On Fridays, we love to write about getting outside. It’s great for your physical and mental health. One way to enjoy getting out and about is through walking meditation, a Buddhist practice that is meant to help you find awareness through your body, mind and steps on the Earth.
The traditional version of walking meditation starts with breathing and centering your body in the physical space you walk around. Traditionally, Buddhist monks and nuns sing songs about walking on journeys to nowhere without hurry or purpose. While walking, you pay attention to your breathing and the feel of your steps. You stroll and smile while focusing on the wonder of being alive and present.

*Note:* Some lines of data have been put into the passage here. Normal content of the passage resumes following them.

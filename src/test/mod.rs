//! Shared factories for unit tests.
//!
//! Sample method bodies in the shapes the patch templates target, plus the blocks and
//! event constructors tests keep rebuilding.

use std::sync::Arc;

use crate::{
    assembly::{InstructionEmitter, InstructionStream, MethodRef, RegionKind, StreamBuilder},
    emulation::{arg, EmValue, EventBridge, NativeMethods},
    events::{DamagingDoor, DoorDamageType, ReservedSlotCheck},
    metadata::token::Token,
    patch::{BlockBuilder, PatchBlock},
};

/// `static int Identity(int x) => x;`
pub fn identity_method() -> InstructionStream {
    let mut b = StreamBuilder::new();
    b.ldarg(0).unwrap().ret().unwrap();
    b.build(1, true).unwrap()
}

/// `+ 1` on top of the stack, zero net effect.
pub fn increment_block() -> PatchBlock {
    let mut b = BlockBuilder::new();
    b.ldc_i4(1).unwrap().op("add").unwrap();
    b.build().unwrap()
}

/// `static bool HasReservedSlot(string userId) => Lookup(userId);`
pub fn reserved_slot_method(lookup: &MethodRef) -> InstructionStream {
    let mut b = StreamBuilder::new();
    b.ldarg(0).unwrap().call(lookup).unwrap().ret().unwrap();
    b.build(1, true).unwrap()
}

/// `static int Guarded(int x) { try { x = x + 1; } finally { } return x; }` with a
/// branch into the middle of the protected block.
pub fn try_finally_method() -> InstructionStream {
    let mut b = StreamBuilder::new();
    let try_start = b.here();
    b.ldarg(0).unwrap().ldc_i4(1).unwrap().op("add").unwrap().starg(0).unwrap();
    let done = b.label();
    b.branch("leave.s", done).unwrap();
    let handler = b.here();
    b.op("endfinally").unwrap();
    let handler_end = b.here();
    b.mark(done).unwrap();
    b.ldarg(0).unwrap().ret().unwrap();
    b.protect(RegionKind::Finally, (try_start, handler), (handler, handler_end));
    b.build(1, true).unwrap()
}

// Constructor tokens of the sample payloads
pub const RESERVED_SLOT_CTOR: Token = Token::member_ref(0x0E01);
pub const DAMAGING_DOOR_CTOR: Token = Token::member_ref(0x0E02);

/// `ReservedSlotCheck(bool hasReservedSlot, string userId)`
pub fn reserved_slot_ctor() -> MethodRef {
    MethodRef::new(RESERVED_SLOT_CTOR, "ReservedSlotCheck", ".ctor").with_params(2)
}

/// `DamagingDoor(float damage)`
pub fn damaging_door_ctor() -> MethodRef {
    MethodRef::new(DAMAGING_DOOR_CTOR, "DamagingDoor", ".ctor").with_params(1)
}

// Helper function to register the sample payload constructors
pub fn register_sample_events(bridge: &EventBridge, natives: &Arc<NativeMethods>) {
    bridge.register_event(natives, &reserved_slot_ctor(), |args| {
        let user = arg(args, 1)?.as_str().unwrap_or_default().to_string();
        Ok(ReservedSlotCheck::new(arg(args, 0)?.is_truthy(), user))
    });
    bridge.register_event(natives, &damaging_door_ctor(), |args| {
        #[allow(clippy::cast_possible_truncation)]
        let damage = arg(args, 0)?.as_f64().unwrap_or_default() as f32;
        Ok(DamagingDoor::new(1, damage, DoorDamageType::Weapon, None))
    });
}

// Helper function to wrap a string argument
pub fn str_value(s: &str) -> EmValue {
    EmValue::from(s)
}
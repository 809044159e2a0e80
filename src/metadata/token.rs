use std::fmt;
use std::hash::{Hash, Hasher};

/// A metadata token identifying a method, type or string inside the host.
///
/// Tokens consist of a 32-bit value where:
/// - The high byte (bits 24-31) indicates the table type
/// - The low 24 bits (bits 0-23) indicate the row index within that table
///
/// Patch targets, call operands and event constructors are all addressed by token, which
/// keeps the identity stable across host recompilation as long as the metadata row is.
#[derive(Clone, Copy, PartialEq, Eq, PartialOrd, Ord)]
pub struct Token(pub u32);

impl Token {
    /// Table id of `TypeDef` rows
    pub const TYPE_DEF: u8 = 0x02;
    /// Table id of `MethodDef` rows
    pub const METHOD_DEF: u8 = 0x06;
    /// Table id of `MemberRef` rows
    pub const MEMBER_REF: u8 = 0x0A;
    /// Table id of the user string heap
    pub const USER_STRING: u8 = 0x70;

    /// Creates a new token from a raw 32-bit value
    #[must_use]
    pub const fn new(value: u32) -> Self {
        Token(value)
    }

    /// Creates a token from a table id and a row index
    #[must_use]
    pub const fn from_parts(table: u8, row: u32) -> Self {
        Token(((table as u32) << 24) | (row & 0x00FF_FFFF))
    }

    /// Creates a `MethodDef` token for the given row
    #[must_use]
    pub const fn method_def(row: u32) -> Self {
        Self::from_parts(Self::METHOD_DEF, row)
    }

    /// Creates a `MemberRef` token for the given row
    #[must_use]
    pub const fn member_ref(row: u32) -> Self {
        Self::from_parts(Self::MEMBER_REF, row)
    }

    /// Creates a `TypeDef` token for the given row
    #[must_use]
    pub const fn type_def(row: u32) -> Self {
        Self::from_parts(Self::TYPE_DEF, row)
    }

    /// Returns the raw token value
    #[must_use]
    pub const fn value(&self) -> u32 {
        self.0
    }

    /// Extracts the table type from the token (high byte)
    #[must_use]
    pub const fn table(&self) -> u8 {
        (self.0 >> 24) as u8
    }

    /// Extracts the row index from the token (low 24 bits)
    #[must_use]
    pub const fn row(&self) -> u32 {
        self.0 & 0x00FF_FFFF
    }

    /// Returns true if this is a null token (value 0)
    #[must_use]
    pub const fn is_null(&self) -> bool {
        self.0 == 0
    }
}

impl From<u32> for Token {
    fn from(value: u32) -> Self {
        Token(value)
    }
}

impl From<Token> for u32 {
    fn from(token: Token) -> Self {
        token.0
    }
}

impl fmt::Debug for Token {
    fn fmt(&self, f: &mut fmt::Formatter<'_>) -> fmt::Result {
        write!(
            f,
            "Token(0x{:08x}, table: 0x{:02x}, row: {})",
            self.0,
            self.table(),
            self.row()
        )
    }
}

impl fmt::Display for Token {
    fn fmt(&self, f: &mut fmt::Formatter<'_>) -> fmt::Result {
        write!(f, "0x{:08x}", self.0)
    }
}

impl Hash for Token {
    fn hash<H: Hasher>(&self, state: &mut H) {
        self.0.hash(state);
    }
}
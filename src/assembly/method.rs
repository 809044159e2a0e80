//! Method references used as call operands.

use std::{fmt, sync::Arc};

use crate::metadata::token::Token;

/// A resolved reference to a method, as carried by `call`, `callvirt` and `newobj`.
///
/// Besides the metadata token the reference carries the bits of the signature the engine
/// needs for stack analysis: the number of declared parameters, whether an implicit `this`
/// is passed and whether a value is returned. Names are kept for listings and anchor
/// matching only.
///
/// # Examples
///
/// ```rust
/// use dotpatch::assembly::MethodRef;
/// use dotpatch::metadata::token::Token;
///
/// let check = MethodRef::new(Token::method_def(12), "ReservedSlot", "HasReservedSlot")
///     .with_params(2)
///     .returning();
/// assert_eq!(check.pops(), 2);
/// assert_eq!(check.pushes(), 1);
/// ```
#[derive(Clone, PartialEq, Eq, Hash)]
pub struct MethodRef {
    /// Metadata token of the method
    pub token: Token,
    /// Name of the declaring type
    pub declaring_type: Arc<str>,
    /// Method name
    pub name: Arc<str>,
    /// Number of declared parameters (excluding `this`)
    pub param_count: u8,
    /// `true` for instance methods, which take `this` as an extra argument
    pub has_this: bool,
    /// `true` if the method returns a value
    pub returns_value: bool,
}

impl MethodRef {
    /// Creates a static, parameterless, void method reference.
    pub fn new(token: Token, declaring_type: &str, name: &str) -> Self {
        MethodRef {
            token,
            declaring_type: Arc::from(declaring_type),
            name: Arc::from(name),
            param_count: 0,
            has_this: false,
            returns_value: false,
        }
    }

    /// Sets the number of declared parameters.
    #[must_use]
    pub fn with_params(mut self, count: u8) -> Self {
        self.param_count = count;
        self
    }

    /// Marks the method as an instance method.
    #[must_use]
    pub fn instance(mut self) -> Self {
        self.has_this = true;
        self
    }

    /// Marks the method as returning a value.
    #[must_use]
    pub fn returning(mut self) -> Self {
        self.returns_value = true;
        self
    }

    /// Values consumed by a `call`/`callvirt` of this method.
    #[must_use]
    pub fn pops(&self) -> u8 {
        self.param_count + u8::from(self.has_this)
    }

    /// Values produced by a `call`/`callvirt` of this method.
    #[must_use]
    pub fn pushes(&self) -> u8 {
        u8::from(self.returns_value)
    }

    /// `Type::Name` form used in listings.
    #[must_use]
    pub fn full_name(&self) -> String {
        format!("{}::{}", self.declaring_type, self.name)
    }
}

impl fmt::Debug for MethodRef {
    fn fmt(&self, f: &mut fmt::Formatter<'_>) -> fmt::Result {
        write!(
            f,
            "{}{}::{}/{}{} [{}]",
            if self.has_this { "instance " } else { "" },
            self.declaring_type,
            self.name,
            self.param_count,
            if self.returns_value { " -> value" } else { "" },
            self.token
        )
    }
}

As you walk, you say, or think, the phrase, “Breathing in, I know Mother Earth is in me. Breathing out, I know I am in Mother Earth.”

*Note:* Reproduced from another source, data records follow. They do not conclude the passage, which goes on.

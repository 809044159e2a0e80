//! Configuration types for the patch engine, dispatcher and host execution model.
//!
//! Configuration is organized into small structures, aggregated by [`HostConfig`]:
//!
//! - [`EditorConfig`] - How blocks are spliced into method bodies
//! - [`InstallerConfig`] - How edited bodies are swapped into the method table
//! - [`DispatchConfig`] - How subscriber faults are isolated and reported
//! - [`EmulationLimits`] - Execution limits for the host execution model
//!
//! # Configuration Presets
//!
//! - [`HostConfig::strict()`] - Reject anything that is not exactly balanced, verify every
//!   install
//! - [`HostConfig::lenient()`] - Repair positive stack surplus, skip post-install verify
//!
//! # Example
//!
//! ```rust
//! use dotpatch::config::{HostConfig, EmulationLimits};
//!
//! let config = HostConfig {
//!     limits: EmulationLimits::new().with_max_instructions(10_000),
//!     ..HostConfig::strict()
//! };
//! assert!(!config.editor.synthesize_balance);
//! ```

/// Stream editor settings.
///
/// # Default Values
///
/// | Setting | Default Value |
/// |---------|---------------|
/// | `synthesize_balance` | false |
/// | `capture_anchor_branches` | true |
#[derive(Clone, Debug, PartialEq, Eq)]
pub struct EditorConfig {
    /// Append `pop`s when an inserted block leaves surplus values on the stack.
    ///
    /// When disabled, any non-zero net effect is a stack imbalance.
    pub synthesize_balance: bool,

    /// Redirect branches that target the anchor to the start of the inserted block.
    ///
    /// When disabled, such branches skip the block and land on the original instruction,
    /// unless the anchor starts a protected region: those branches are always captured.
    pub capture_anchor_branches: bool,
}

impl Default for EditorConfig {
    fn default() -> Self {
        Self {
            synthesize_balance: false,
            capture_anchor_branches: true,
        }
    }
}

impl EditorConfig {
    /// Creates editor settings with default values.
    #[must_use]
    pub fn new() -> Self {
        Self::default()
    }

    /// Enables or disables trailing `pop` synthesis.
    #[must_use]
    pub fn with_synthesize_balance(mut self, enabled: bool) -> Self {
        self.synthesize_balance = enabled;
        self
    }

    /// Enables or disables capturing branches that target the anchor.
    #[must_use]
    pub fn with_capture_anchor_branches(mut self, enabled: bool) -> Self {
        self.capture_anchor_branches = enabled;
        self
    }
}

/// Hook installer settings.
#[derive(Clone, Debug, PartialEq, Eq)]
pub struct InstallerConfig {
    /// Re-read the live body after the swap and compare its fingerprint to the edited one.
    pub verify_after_install: bool,
}

impl Default for InstallerConfig {
    fn default() -> Self {
        Self {
            verify_after_install: true,
        }
    }
}

impl InstallerConfig {
    /// Creates installer settings with default values.
    #[must_use]
    pub fn new() -> Self {
        Self::default()
    }

    /// Enables or disables post-install verification.
    #[must_use]
    pub fn with_verify_after_install(mut self, enabled: bool) -> Self {
        self.verify_after_install = enabled;
        self
    }
}

/// Dispatch engine settings.
#[derive(Clone, Debug, PartialEq, Eq)]
pub struct DispatchConfig {
    /// Catch subscriber panics and continue with the next subscriber.
    ///
    /// When disabled, a panicking subscriber unwinds through the dispatcher into the host.
    /// Returned errors are always isolated.
    pub catch_panics: bool,

    /// Append a diagnostic for every subscriber fault.
    pub record_faults: bool,
}

impl Default for DispatchConfig {
    fn default() -> Self {
        Self {
            catch_panics: true,
            record_faults: true,
        }
    }
}

impl DispatchConfig {
    /// Creates dispatch settings with default values.
    #[must_use]
    pub fn new() -> Self {
        Self::default()
    }

    /// Enables or disables panic isolation.
    #[must_use]
    pub fn with_catch_panics(mut self, enabled: bool) -> Self {
        self.catch_panics = enabled;
        self
    }

    /// Enables or disables fault diagnostics.
    #[must_use]
    pub fn with_record_faults(mut self, enabled: bool) -> Self {
        self.record_faults = enabled;
        self
    }
}

/// Execution limits for the host execution model.
///
/// # Default Values
///
/// | Setting | Default Value |
/// |---------|---------------|
/// | `max_instructions` | 1 000 000 |
/// | `max_call_depth` | 256 |
#[derive(Clone, Debug, PartialEq, Eq)]
pub struct EmulationLimits {
    /// Maximum instructions to execute per top-level invocation.
    ///
    /// Set to 0 for unlimited execution.
    pub max_instructions: u64,

    /// Maximum nested managed calls.
    pub max_call_depth: usize,
}

impl Default for EmulationLimits {
    fn default() -> Self {
        Self {
            max_instructions: 1_000_000,
            max_call_depth: 256,
        }
    }
}

impl EmulationLimits {
    /// Creates new limits with default values.
    #[must_use]
    pub fn new() -> Self {
        Self::default()
    }

    /// Sets the maximum instruction count (0 for unlimited).
    #[must_use]
    pub fn with_max_instructions(mut self, max: u64) -> Self {
        self.max_instructions = max;
        self
    }

    /// Sets the maximum call depth.
    #[must_use]
    pub fn with_max_call_depth(mut self, max: usize) -> Self {
        self.max_call_depth = max;
        self
    }
}

/// Top-level configuration of an [`crate::host::ExtensionHost`].
#[derive(Clone, Debug, Default, PartialEq, Eq)]
pub struct HostConfig {
    /// Stream editor settings
    pub editor: EditorConfig,
    /// Hook installer settings
    pub installer: InstallerConfig,
    /// Dispatch engine settings
    pub dispatch: DispatchConfig,
    /// Host execution limits
    pub limits: EmulationLimits,
}

impl HostConfig {
    /// Exact balance required, every install verified, every fault recorded.
    #[must_use]
    pub fn strict() -> Self {
        Self {
            editor: EditorConfig::new().with_synthesize_balance(false),
            installer: InstallerConfig::new().with_verify_after_install(true),
            dispatch: DispatchConfig::new()
                .with_catch_panics(true)
                .with_record_faults(true),
            limits: EmulationLimits::default(),
        }
    }

    /// Positive surplus is repaired with `pop`s and installs are not re-verified.
    #[must_use]
    pub fn lenient() -> Self {
        Self {
            editor: EditorConfig::new().with_synthesize_balance(true),
            installer: InstallerConfig::new().with_verify_after_install(false),
            dispatch: DispatchConfig::default(),
            limits: EmulationLimits::default(),
        }
    }
}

There are two methods of breathing you can follow. You can take one breath for each step, paying attention to how your foot lands on the ground. Or, you can count how many steps you take whole breathing in and out naturally. The reason either of these options work is that it’s about linking your breathing and mind to the physical movements of walking.
The wonderful thing about walking meditation is that, while the traditional song speaks about going nowhere, you can go someplace. You can follow the practice and connect to your body as you walk around on errands or are out for exercise. You can link the meditation to more mundane, necessary and practical tasks that have to get done. Unlike some forms of meditation that require you to take time out of your day, walking meditation can be a calming activity you do while handling something else.

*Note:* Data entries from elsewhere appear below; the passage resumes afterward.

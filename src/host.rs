//! Process-scoped extension host.
//!
//! An [`ExtensionHost`] owns everything that lives between attach and detach: the event
//! registry and dispatcher, the patch table and installer, the diagnostics collector and
//! the natives the event bridge provides to patched code. Nothing survives a detach; a host
//! attached afterwards starts from empty registries.
//!
//! The process normally has a single attached host. [`attach_global`] stores it in a
//! guarded slot that refuses a second attach until [`detach_global`] ran.
//!
//! # Examples
//!
//! ```rust
//! use std::sync::Arc;
//! use dotpatch::config::HostConfig;
//! use dotpatch::events::{Deniable, EventKind, Priority, ReservedSlotCheck, Subscriber};
//! use dotpatch::host::{Extension, ExtensionHost};
//! use dotpatch::patch::LiveMethodTable;
//!
//! struct NoReservedSlots;
//!
//! impl Extension for NoReservedSlots {
//!     fn name(&self) -> &str {
//!         "NoReservedSlots"
//!     }
//!
//!     fn subscriptions(&self) -> Vec<(EventKind, Subscriber)> {
//!         vec![(
//!             EventKind::RESERVED_SLOT,
//!             Subscriber::typed("deny-all", Priority::NORMAL, |ev: &mut ReservedSlotCheck| {
//!                 ev.deny();
//!                 Ok(())
//!             }),
//!         )]
//!     }
//! }
//!
//! let host = ExtensionHost::attach(Arc::new(LiveMethodTable::new()), HostConfig::default());
//! let handle = host.load_extension(&NoReservedSlots)?;
//! let ev = host.dispatch(&EventKind::RESERVED_SLOT, ReservedSlotCheck::new(true, "a@steam"))?;
//! assert!(!ev.is_allowed());
//!
//! host.unload_extension(&handle)?;
//! host.detach()?;
//! # Ok::<(), dotpatch::Error>(())
//! ```

use std::{
    fmt,
    sync::{
        atomic::{AtomicBool, AtomicU64, Ordering},
        Arc, Mutex,
    },
};

use dashmap::DashMap;

use crate::{
    config::HostConfig,
    diagnostics::{Diagnostic, DiagnosticCategory, DiagnosticSeverity, Diagnostics},
    emulation::{EmValue, EventBridge, Interpreter, NativeMethods},
    events::{Dispatcher, EventKind, EventRegistry, EventState, Subscriber, SubscriptionHandle},
    metadata::token::Token,
    patch::{lock, HookInstaller, InterceptionPoint, MethodTable, Patch, PatchId, PatchTable},
    Error, Result,
};

/// A unit of extension code: a name and the subscriptions it wants.
pub trait Extension: Send + Sync {
    /// Name used in logs and diagnostics.
    fn name(&self) -> &str;

    /// `(kind, subscriber)` pairs to register at load.
    fn subscriptions(&self) -> Vec<(EventKind, Subscriber)>;
}

/// Handle of a loaded extension, used to unload it.
#[derive(Debug, Clone, PartialEq, Eq, Hash)]
pub struct ExtensionHandle {
    id: u64,
    name: Arc<str>,
}

impl ExtensionHandle {
    /// Name of the extension.
    #[must_use]
    pub fn name(&self) -> &str {
        &self.name
    }
}

impl fmt::Display for ExtensionHandle {
    fn fmt(&self, f: &mut fmt::Formatter<'_>) -> fmt::Result {
        write!(f, "{}#{}", self.name, self.id)
    }
}

/// Owner of the registry, dispatcher, patch table, installer and bridge of one attach.
pub struct ExtensionHost {
    config: HostConfig,
    methods: Arc<dyn MethodTable>,
    diagnostics: Arc<Diagnostics>,
    registry: Arc<EventRegistry>,
    dispatcher: Dispatcher,
    patches: Arc<PatchTable>,
    installer: HookInstaller,
    natives: Arc<NativeMethods>,
    bridge: EventBridge,
    extensions: DashMap<u64, Vec<SubscriptionHandle>>,
    next_extension: AtomicU64,
    detached: AtomicBool,
    /// Held by detach and by every operation that adds state detach has to tear down
    lifecycle: Mutex<()>,
}

impl ExtensionHost {
    /// Creates fresh state over the host's method table.
    pub fn attach(methods: Arc<dyn MethodTable>, config: HostConfig) -> Self {
        let diagnostics = Arc::new(Diagnostics::new());
        let registry = Arc::new(EventRegistry::new());
        let dispatcher = Dispatcher::new(
            Arc::clone(&registry),
            Arc::clone(&diagnostics),
            config.dispatch.clone(),
        );
        let patches = Arc::new(PatchTable::new());
        let installer = HookInstaller::new(
            Arc::clone(&methods),
            Arc::clone(&patches),
            Arc::clone(&diagnostics),
            config.editor.clone(),
            config.installer.clone(),
        );
        let natives = Arc::new(NativeMethods::new());
        let bridge = EventBridge::new(dispatcher.clone(), InterceptionPoint::standard());
        bridge.install(&natives);

        diagnostics.info(DiagnosticCategory::Lifecycle, "host attached");
        tracing::info!("extension host attached");

        ExtensionHost {
            config,
            methods,
            diagnostics,
            registry,
            dispatcher,
            patches,
            installer,
            natives,
            bridge,
            extensions: DashMap::new(),
            next_extension: AtomicU64::new(1),
            detached: AtomicBool::new(false),
            lifecycle: Mutex::new(()),
        }
    }

    fn ensure_attached(&self) -> Result<()> {
        if self.detached.load(Ordering::Acquire) {
            return Err(Error::Detached);
        }
        Ok(())
    }

    /// Returns true once [`ExtensionHost::detach`] ran.
    #[must_use]
    pub fn is_detached(&self) -> bool {
        self.detached.load(Ordering::Acquire)
    }

    /// Configuration the host was attached with.
    #[must_use]
    pub fn config(&self) -> &HostConfig {
        &self.config
    }

    /// Diagnostics of this attach.
    #[must_use]
    pub fn diagnostics(&self) -> &Arc<Diagnostics> {
        &self.diagnostics
    }

    /// The event registry.
    #[must_use]
    pub fn registry(&self) -> &Arc<EventRegistry> {
        &self.registry
    }

    /// The dispatcher.
    #[must_use]
    pub fn dispatcher(&self) -> &Dispatcher {
        &self.dispatcher
    }

    /// The patch table.
    #[must_use]
    pub fn patches(&self) -> &Arc<PatchTable> {
        &self.patches
    }

    /// The installer.
    #[must_use]
    pub fn installer(&self) -> &HookInstaller {
        &self.installer
    }

    /// Natives available to interpreted code.
    #[must_use]
    pub fn natives(&self) -> &Arc<NativeMethods> {
        &self.natives
    }

    /// The event bridge, for registering event constructors.
    #[must_use]
    pub fn bridge(&self) -> &EventBridge {
        &self.bridge
    }

    /// Registers every subscription of `extension`.
    ///
    /// A load never overlaps a detach: it either completes before the teardown starts or
    /// fails with [`Error::Detached`].
    ///
    /// # Errors
    /// Returns [`Error::Detached`] after detach.
    pub fn load_extension(&self, extension: &dyn Extension) -> Result<ExtensionHandle> {
        let subscriptions = extension.subscriptions();
        let _lifecycle = lock(&self.lifecycle)?;
        self.ensure_attached()?;
        let handles: Vec<_> = subscriptions
            .into_iter()
            .map(|(kind, subscriber)| self.registry.register(kind, subscriber))
            .collect();

        let id = self.next_extension.fetch_add(1, Ordering::Relaxed);
        let handle = ExtensionHandle {
            id,
            name: Arc::from(extension.name()),
        };
        tracing::info!(extension = %handle, subscriptions = handles.len(), "extension loaded");
        self.diagnostics.info(
            DiagnosticCategory::Lifecycle,
            format!("{handle} loaded with {} subscriptions", handles.len()),
        );
        self.extensions.insert(id, handles);
        Ok(handle)
    }

    /// Removes the subscriptions of a loaded extension and returns how many were removed.
    ///
    /// Unloading twice is a no-op.
    ///
    /// # Errors
    /// Returns [`Error::Detached`] after detach.
    pub fn unload_extension(&self, handle: &ExtensionHandle) -> Result<usize> {
        let _lifecycle = lock(&self.lifecycle)?;
        self.ensure_attached()?;
        let Some((_, handles)) = self.extensions.remove(&handle.id) else {
            return Ok(0);
        };
        let removed = handles
            .iter()
            .filter(|h| self.registry.unregister(h))
            .count();
        tracing::info!(extension = %handle, removed, "extension unloaded");
        self.diagnostics.info(
            DiagnosticCategory::Lifecycle,
            format!("{handle} unloaded"),
        );
        Ok(removed)
    }

    /// Number of loaded extensions.
    #[must_use]
    pub fn extension_count(&self) -> usize {
        self.extensions.len()
    }

    /// Declares a patch as `Pending`.
    ///
    /// # Errors
    /// Returns [`Error::Detached`] after detach and [`Error::InvalidPatch`] for incomplete
    /// declarations.
    pub fn declare_patch(&self, patch: Patch) -> Result<PatchId> {
        let _lifecycle = lock(&self.lifecycle)?;
        self.ensure_attached()?;
        self.patches.declare(patch)
    }

    /// Declares and installs a patch.
    ///
    /// The record stays in the table when the install fails, in state `Failed`.
    ///
    /// # Errors
    /// Returns the install error, see [`HookInstaller::install`].
    pub fn apply_patch(&self, patch: Patch) -> Result<PatchId> {
        let _lifecycle = lock(&self.lifecycle)?;
        self.ensure_attached()?;
        let id = self.patches.declare(patch)?;
        self.installer.install(id)?;
        Ok(id)
    }

    /// Dispatches an event directly, as a call site would.
    ///
    /// # Errors
    /// Returns [`Error::Detached`] after detach.
    pub fn dispatch<E: EventState>(&self, kind: &EventKind, state: E) -> Result<E> {
        self.ensure_attached()?;
        Ok(self.dispatcher.dispatch(kind, state))
    }

    /// An interpreter over the live method table and this host's natives.
    #[must_use]
    pub fn interpreter(&self) -> Interpreter {
        Interpreter::new(Arc::clone(&self.natives), self.config.limits.clone())
            .with_methods(Arc::clone(&self.methods))
    }

    /// Runs the live body of `method`.
    ///
    /// # Errors
    /// Returns [`Error::Detached`] after detach and any execution error.
    pub fn execute(&self, method: Token, args: Vec<EmValue>) -> Result<Option<EmValue>> {
        self.ensure_attached()?;
        self.interpreter().execute(method, args)
    }

    /// Rolls back every installed patch, clears all subscriptions and removes the bridge.
    ///
    /// Teardown always completes; the first rollback failure is returned afterwards. A
    /// second detach is a no-op.
    ///
    /// # Errors
    /// Returns the first rollback error.
    pub fn detach(&self) -> Result<()> {
        let _lifecycle = lock(&self.lifecycle)?;
        if self.detached.swap(true, Ordering::AcqRel) {
            return Ok(());
        }

        let mut first_error = None;
        for (id, result) in self.installer.rollback_all() {
            if let Err(error) = result {
                tracing::warn!(patch = %id, error = %error, "rollback during detach failed");
                first_error.get_or_insert(error);
            }
        }

        self.registry.clear();
        self.extensions.clear();
        self.bridge.uninstall(&self.natives);

        self.diagnostics.push(Diagnostic::new(
            if first_error.is_some() {
                DiagnosticSeverity::Error
            } else {
                DiagnosticSeverity::Info
            },
            DiagnosticCategory::Lifecycle,
            "host detached",
        ));
        tracing::info!(clean = first_error.is_none(), "extension host detached");

        match first_error {
            Some(error) => Err(error),
            None => Ok(()),
        }
    }
}

impl fmt::Debug for ExtensionHost {
    fn fmt(&self, f: &mut fmt::Formatter<'_>) -> fmt::Result {
        f.debug_struct("ExtensionHost")
            .field("extensions", &self.extensions.len())
            .field("subscriptions", &self.registry.total())
            .field("patches", &self.patches.len())
            .field("detached", &self.is_detached())
            .finish()
    }
}

static CURRENT: Mutex<Option<Arc<ExtensionHost>>> = Mutex::new(None);

/// Attaches the process-wide host.
///
/// # Errors
/// Returns [`Error::AlreadyAttached`] if a host is attached.
pub fn attach_global(methods: Arc<dyn MethodTable>, config: HostConfig) -> Result<Arc<ExtensionHost>> {
    let mut slot = lock(&CURRENT)?;
    if slot.is_some() {
        return Err(Error::AlreadyAttached);
    }
    let host = Arc::new(ExtensionHost::attach(methods, config));
    *slot = Some(Arc::clone(&host));
    Ok(host)
}

/// Detaches the process-wide host and empties the slot.
///
/// The slot is emptied even if the teardown reports a rollback failure.
///
/// # Errors
/// Returns [`Error::Detached`] if no host is attached, or the teardown error.
pub fn detach_global() -> Result<()> {
    let host = lock(&CURRENT)?.take().ok_or(Error::Detached)?;
    host.detach()
}

/// The process-wide host, if attached.
#[must_use]
pub fn current() -> Option<Arc<ExtensionHost>> {
    CURRENT.lock().ok().and_then(|slot| slot.clone())
}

Studies have said you see health benefits and stress relief if you practice it for 10 minutes a day for a week. Some versions are more controlled, calling for specific numbers of paces, walking at a precise speed and stepping heel-first in an exact manner. However, simply getting out there and starting to pay more attention to your walking is a great first step.
“Each mindful breath, each mindful step, reminds us that we are alive on this beautiful planet,” said Thich Nhat Hanh, the mink who first popularized walking meditation. “We don’t need anything else. It is wonderful enough just to be alive, to breathe in and to make one step. We have arrived at where real life is available — the present moment. If we breathe and walk in this way, we become as solid as a mountain.”
He continued saying. “Our breathing has the function of helping our body and mind to calm down. As we walk, we can say, ‘Breathing in, I calm my body. Breathing out, I bring peace into my body.’ Calming the breath calms the body and reduces any pain and tension.”
This form of meditation could be fantastic for people who find sitting still difficult or want to pair their meditative time with movement. If you try it, you might find it’s the perfect fit for you.